The decision matrix on powderpost beetle treatment is unusually expensive to get wrong. Confirming an active infestation that's actually old wastes thousands of dollars on borate or fumigation that wasn't needed. Treating an active widespread infestation with spot borate when fumigation was the right call leaves hidden colonies untouched and damage compounds for years. The same set of exit holes on the same piece of oak can warrant anything from no action at all to a $4,000 tent fumigation depending on what the inspection actually finds.
Hardware-store products help with two things. Pinhole exit holes and flour-like powder together (and only together) confirm the identification. The diagnostic paper test, a clean sheet under the wood for two to three days, confirms active versus old, and the homeowner can run it for free before any call. Those two steps are real DIY work and a specialist will appreciate the prep. Beyond that, off-the-shelf borate sprays can't penetrate finished or painted wood, can't treat hidden framing without invasive access, and can't perform fumigation. Sulfuryl fluoride and methyl bromide fumigation require licensed applicators, sealed tents, gas monitoring, and clearance protocols, for valid safety reasons.

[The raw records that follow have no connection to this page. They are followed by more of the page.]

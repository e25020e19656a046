use arena_back::services::documentation::ApiDoc;
use utoipa::OpenApi;

fn main() -> Result<(), serde_json::Error> {
    let doc = ApiDoc::openapi();
    println!("{}", doc.to_pretty_json()?);
    Ok(())
}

A specialist starts by confirming the infestation is active, then maps every site where exit holes and fresh powder are showing up. The map decides the path. A single piece of antique furniture is often a $100 to $300 spot treatment. A few rooms of hardwood flooring with active emergence is typically $1,500 to $5,000 of borate work. A structural infestation in framing is when fumigation enters the conversation, $1,500 to $4,000 for the fumigation itself before any repairs.
Prevention is where the long-term value lives. The introduction event that brought the first beetles in (an antique, a flooring shipment, an imported wood item) is almost always still part of the home unless the homeowner figures out which piece it was. A specialist asks about recent hardwood acquisitions, walks the rest of the home for additional sites the homeowner didn't find, and recommends borate treatment on raw exposed hardwood during any future flooring or trim work. That's how single-incident treatment turns into multi-year protection.